Milvian Betz
Líder de Transformación en Sostenibilidad
Milvian tiene mentalidad de consultora sostenible con enfoque de negocio, de esas que llegan y no se enamoran del problema, sino de la solución. Y se nota en cosas pequeñas. En cómo escucha sin interrumpir, en cómo deja que todo el mundo hable, y en ese instante en el que parece que solo está asintiendo… hasta que suelta dos o tres preguntas que cambian el aire de la sala. No son preguntas para lucirse, son preguntas para ordenar. De esas que convierten un discurso largo en una dirección clara.
Esa forma de trabajar no nació en un escritorio. Se fue construyendo a base de proyectos reales, donde hay permisos que no llegan, comunidades que necesitan respuestas, plazos que aprietan y decisiones que dejan huella. En ese terreno participó en más de 100 evaluaciones y estudios ambientales y de sostenibilidad en saneamiento, infraestructura, agricultura, educación y vivienda. Con el tiempo desarrolló un radar muy suyo para detectar lo que falta antes de que se convierta en problema y, sobre todo, para traducirlo en una ruta concreta que la gente sí puede seguir.

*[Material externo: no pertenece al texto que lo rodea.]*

//! Account model
//!
//! Accounts cover both sides of the balance sheet: assets (bank accounts,
//! cash, investments, property) and liabilities (cards, loans, mortgages).

use chrono::{DateTime, Utc};
use serde::{Deserialize, Serialize};
use std::fmt;

use super::ids::AccountId;
use super::money::Money;

/// Which side of the balance sheet an account sits on
#[derive(Debug, Clone, Copy, PartialEq, Eq, PartialOrd, Ord, Hash, Serialize, Deserialize)]
#[serde(rename_all = "lowercase")]
pub enum AccountKind {
    Asset,
    Liability,
}

impl fmt::Display for AccountKind {
    fn fmt(&self, f: &mut fmt::Formatter<'_>) -> fmt::Result {
        match self {
            Self::Asset => write!(f, "Asset"),
            Self::Liability => write!(f, "Liability"),
        }
    }
}

/// Type of financial account
#[derive(Debug, Clone, Copy, PartialEq, Eq, Hash, Serialize, Deserialize, Default)]
#[serde(rename_all = "snake_case")]
pub enum AccountType {
    #[default]
    Checking,
    Savings,
    Cash,
    Investment,
    Property,
    Vehicle,
    CreditCard,
    Loan,
    Mortgage,
    Other,
}

impl AccountType {
    /// The balance-sheet side implied by this type
    pub fn kind(&self) -> AccountKind {
        match self {
            Self::CreditCard | Self::Loan | Self::Mortgage => AccountKind::Liability,
            _ => AccountKind::Asset,
        }
    }

    pub fn is_liability(&self) -> bool {
        self.kind() == AccountKind::Liability
    }

    /// Parse account type from string
    pub fn parse(s: &str) -> Option<Self> {
        match s.trim().to_lowercase().replace(['-', ' '], "_").as_str() {
            "checking" => Some(Self::Checking),
            "savings" => Some(Self::Savings),
            "cash" => Some(Self::Cash),
            "investment" | "brokerage" => Some(Self::Investment),
            "property" | "real_estate" => Some(Self::Property),
            "vehicle" | "car" => Some(Self::Vehicle),
            "credit" | "credit_card" | "creditcard" => Some(Self::CreditCard),
            "loan" => Some(Self::Loan),
            "mortgage" => Some(Self::Mortgage),
            "other" => Some(Self::Other),
            _ => None,
        }
    }

    pub fn all() -> &'static [Self] {
        &[
            Self::Checking,
            Self::Savings,
            Self::Cash,
            Self::Investment,
            Self::Property,
            Self::Vehicle,
            Self::CreditCard,
            Self::Loan,
            Self::Mortgage,
            Self::Other,
        ]
    }
}

impl fmt::Display for AccountType {
    fn fmt(&self, f: &mut fmt::Formatter<'_>) -> fmt::Result {
        let label = match self {
            Self::Checking => "Checking",
            Self::Savings => "Savings",
            Self::Cash => "Cash",
            Self::Investment => "Investment",
            Self::Property => "Property",
            Self::Vehicle => "Vehicle",
            Self::CreditCard => "Credit Card",
            Self::Loan => "Loan",
            Self::Mortgage => "Mortgage",
            Self::Other => "Other",
        };
        write!(f, "{}", label)
    }
}

/// A financial account, asset or liability
#[derive(Debug, Clone, Serialize, Deserialize)]
pub struct Account {
    pub id: AccountId,

    /// Account name (e.g., "Joint Checking")
    pub name: String,

    #[serde(rename = "type")]
    pub account_type: AccountType,

    /// Free-form grouping label (household member, business, ...)
    #[serde(default)]
    pub category: Option<String>,

    /// Current balance, stored as a positive amount for liabilities owed
    pub balance: Money,

    /// ISO 4217 currency code
    pub currency: String,

    /// Whether this account is archived (soft-deleted)
    #[serde(default)]
    pub archived: bool,

    #[serde(default)]
    pub notes: String,

    pub created_at: DateTime<Utc>,
    pub updated_at: DateTime<Utc>,
}

impl Account {
    pub fn new(name: impl Into<String>, account_type: AccountType, currency: impl Into<String>) -> Self {
        let now = Utc::now();
        Self {
            id: AccountId::new(),
            name: name.into().trim().to_string(),
            account_type,
            category: None,
            balance: Money::zero(),
            currency: currency.into().trim().to_uppercase(),
            archived: false,
            notes: String::new(),
            created_at: now,
            updated_at: now,
        }
    }

    /// Create an account with an opening balance
    pub fn with_balance(
        name: impl Into<String>,
        account_type: AccountType,
        currency: impl Into<String>,
        balance: Money,
    ) -> Self {
        let mut account = Self::new(name, account_type, currency);
        account.balance = balance;
        account
    }

    pub fn kind(&self) -> AccountKind {
        self.account_type.kind()
    }

    pub fn set_balance(&mut self, balance: Money) {
        self.balance = balance;
        self.updated_at = Utc::now();
    }

    pub fn archive(&mut self) {
        self.archived = true;
        self.updated_at = Utc::now();
    }

    pub fn unarchive(&mut self) {
        self.archived = false;
        self.updated_at = Utc::now();
    }

    /// Contribution of this account to net worth, in its own currency
    ///
    /// Liability balances count against net worth whichever sign they were
    /// entered with.
    pub fn net_worth_contribution(&self) -> Money {
        match self.kind() {
            AccountKind::Asset => self.balance,
            AccountKind::Liability => -self.balance.abs(),
        }
    }

    pub fn validate(&self) -> Result<(), AccountValidationError> {
        if self.name.trim().is_empty() {
            return Err(AccountValidationError::EmptyName);
        }

        if self.name.len() > 100 {
            return Err(AccountValidationError::NameTooLong(self.name.len()));
        }

        if self.currency.len() != 3 || !self.currency.chars().all(|c| c.is_ascii_alphabetic()) {
            return Err(AccountValidationError::InvalidCurrency(self.currency.clone()));
        }

        Ok(())
    }
}

impl fmt::Display for Account {
    fn fmt(&self, f: &mut fmt::Formatter<'_>) -> fmt::Result {
        write!(f, "{} ({})", self.name, self.account_type)
    }
}

/// Validation errors for accounts
#[derive(Debug, Clone, PartialEq, Eq)]
pub enum AccountValidationError {
    EmptyName,
    NameTooLong(usize),
    InvalidCurrency(String),
}

impl fmt::Display for AccountValidationError {
    fn fmt(&self, f: &mut fmt::Formatter<'_>) -> fmt::Result {
        match self {
            Self::EmptyName => write!(f, "Account name cannot be empty"),
            Self::NameTooLong(len) => {
                write!(f, "Account name too long ({} chars, max 100)", len)
            }
            Self::InvalidCurrency(code) => {
                write!(f, "Currency must be a 3-letter code, got '{}'", code)
            }
        }
    }
}

impl std::error::Error for AccountValidationError {}

#[cfg(test)]
mod tests {
    use super::*;

    #[test]
    fn test_new_account() {
        let account = Account::new(" Checking ", AccountType::Checking, "usd");
        assert_eq!(account.name, "Checking");
        assert_eq!(account.currency, "USD");
        assert_eq!(account.kind(), AccountKind::Asset);
        assert!(!account.archived);
        assert_eq!(account.balance, Money::zero());
    }

    #[test]
    fn test_kind_from_type() {
        assert!(AccountType::CreditCard.is_liability());
        assert!(AccountType::Mortgage.is_liability());
        assert!(AccountType::Loan.is_liability());
        assert!(!AccountType::Property.is_liability());
        assert!(!AccountType::Savings.is_liability());
    }

    #[test]
    fn test_parse_type() {
        assert_eq!(AccountType::parse("credit-card"), Some(AccountType::CreditCard));
        assert_eq!(AccountType::parse("Real Estate"), Some(AccountType::Property));
        assert_eq!(AccountType::parse("MORTGAGE"), Some(AccountType::Mortgage));
        assert_eq!(AccountType::parse("spaceship"), None);
    }

    #[test]
    fn test_net_worth_contribution() {
        let asset = Account::with_balance("House", AccountType::Property, "USD", Money::from_cents(30_000_000));
        assert_eq!(asset.net_worth_contribution().cents(), 30_000_000);

        let owed = Account::with_balance("Mortgage", AccountType::Mortgage, "USD", Money::from_cents(20_000_000));
        assert_eq!(owed.net_worth_contribution().cents(), -20_000_000);

        let negative_entry = Account::with_balance("Card", AccountType::CreditCard, "USD", Money::from_cents(-5_000));
        assert_eq!(negative_entry.net_worth_contribution().cents(), -5_000);
    }

    #[test]
    fn test_validation() {
        let mut account = Account::new("Test", AccountType::Checking, "USD");
        assert!(account.validate().is_ok());

        account.name = String::new();
        assert_eq!(account.validate(), Err(AccountValidationError::EmptyName));

        account.name = "a".repeat(101);
        assert!(matches!(
            account.validate(),
            Err(AccountValidationError::NameTooLong(_))
        ));

        account.name = "Test".into();
        account.currency = "US".into();
        assert!(matches!(
            account.validate(),
            Err(AccountValidationError::InvalidCurrency(_))
        ));
    }

    #[test]
    fn test_serialization() {
        let account = Account::new("Test", AccountType::CreditCard, "EUR");
        let json = serde_json::to_string(&account).unwrap();
        assert!(json.contains("\"type\":\"credit_card\""));
        let deserialized: Account = serde_json::from_str(&json).unwrap();
        assert_eq!(account.id, deserialized.id);
        assert_eq!(deserialized.account_type, AccountType::CreditCard);
    }
}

Hay un tipo de satisfacción que a Milvian le gusta más que cualquier aplauso, cuando los números confirman que el cambio fue de verdad. Uno de sus hitos favoritos fue contribuir a lograr el indicador más bajo de consumo de agua en Guatemala en industrias de alimentos y bebidas. No lo cuenta como trofeo, lo cuenta como prueba. Porque detrás de ese resultado hay decisiones bien pensadas, implementación paciente y medición honesta. Y esa mezcla, cuando funciona, se siente, en la operación, en los costos y en la tranquilidad de saber que no estás forzando el sistema para que aguante, sino ayudándolo a funcionar mejor.
Si le preguntas qué es lo más difícil, probablemente no te dirá lo técnico. Te dirá lo humano. Lograr que personas que no hablan el mismo idioma profesional, o que incluso desconfían entre sí, terminen empujando en la misma dirección. Ahí es donde Milvian se vuelve referente, no solo optimiza, conecta. Sabe juntar lo público y lo privado, lo urgente y lo importante, lo ideal y lo posible, hasta que la solución deja de ser una idea bonita y se convierte en algo que se sostiene, incluso cuando el clima decide complicarlo todo.
También tiene una vocación tranquila por compartir lo que aprende. No como quien da una lección, sino como quien deja una herramienta. Le gusta aterrizar conceptos, convertir lo responsable en hábitos prácticos y repetibles, y simplificar sin banalizar. Su filtro es simple y brillante a la vez, si no se puede medir, mejorar o sostener en el tiempo, entonces todavía no es una solución, es solo una intención.
Y luego está su parte más íntima, la que explica por qué todo esto le importa de verdad. Milvian recarga con spinning, música y documentales, sí, incluso de comercio internacional. Pero cuando necesita volver a su centro, busca un amanecer en el campo. Ahí, entre animales y silencio, se le ordena el mundo otra vez. Y se le reafirma su idea favorita, el futuro no se arregla con grandes promesas, sino con decisiones pequeñas, repetidas y bien hechas, que terminan dejando resultados que se pueden contar.